Seit 1963 ist Alfred Goldschmid nun also in Istrien unterwegs, als Naturforscher (vornehmlich der ufernahen Unterwasserwelt), aber alsbald auch berückt von Land und Leuten. „Lange bevor der Trüffelkult zwischen Buzet und Livade entstand, kauften wir diese Pilze bei Bauern“ schreibt er im Vorwort. „Mit ihnen tranken wir Grappa und Wein, sie zeigten uns, wie der istrianische Schinken gemacht wird und wir durften das seidige Fell der Boskarin (Rinder) streicheln.“ Ohne kulinarische Hintergedanken, darf man bei einem Zoologen vermuten.

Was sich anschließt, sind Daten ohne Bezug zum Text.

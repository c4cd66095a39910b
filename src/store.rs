//! Persistence contract for the task document.
//!
//! Implementations never surface errors to callers: a failed read yields an
//! empty collection and a failed write yields `false`, with the cause logged.
//! Callers therefore cannot tell "empty" from "read failed".

use async_trait::async_trait;

use crate::db::Database;

/// Whole-document load/save of the task collection. Last writer wins.
#[async_trait]
pub trait TaskStore: Send + Sync {
    /// Read the full collection. Empty on any failure or when no document exists.
    async fn load(&self) -> Database;

    /// Overwrite the full collection, creating the document if needed.
    async fn save(&self, db: &Database) -> bool;
}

Das Entscheidende waren für Alfred Goldschmid und seine Mitaurorinnen Friederike und Ulrike Goldschmid aber die Begegnungen mit Menschen und mit dem, was sie über die die erlebte Geschichte und Gegenwart, über ihre Kultur erzählten. Ein „Europa im Kleinen“ galt es zu entdecken, und wer sich seit fünfzig Jahren auf diese Region einlässt, kann das Erzählte – „oral history“ sagt man neuerdings dazu – gut einschätzen. Das Buch ist mithin kein Reiseführer, der einen von Sehenswürdigkeit zu Sehenswürdigkeit geleitet. Es ist ein Buch, das einen nachdenken lässt darüber, wie sich Zeitläufte in Kultur und Wesensart der Menschen eines Lebensraumes niederschlagen.
Genug Absonderlichkeiten: Wo lag wohl Cissa, das Atlantis der oberen Adria?Was hat es mit dem „Stein im Ohr“ für eine Bewandtnis, mit dem der Autor bei Einheimischen in einem Fischrestaurant mächtig Eindruck schinden konnte? Von den Römern bis zu den Habsburgern reicht die Geschichte von Pula (und ist damit nicht zu Ende). Mancher Weg ist unterdessen – so wie Trüffel und Schinken – vom Tourismus entdeckt, etwa die Trasse der ehemaligen Schmalspurbahn von Triest nach Porec (mit erheblichem Umweg ins Landesinnere), wo man neuerdings Radtouren unternehmen kann.
Es sind immer sehr persönlich gefärbte Geschichten, und immer versteht es der Autor, seinen Leserinnen und Lesern Menschen näher zu bringen und Sympathie zu wecken. Man macht sich im Gedanken ans Kofferpacken während der Lektüre.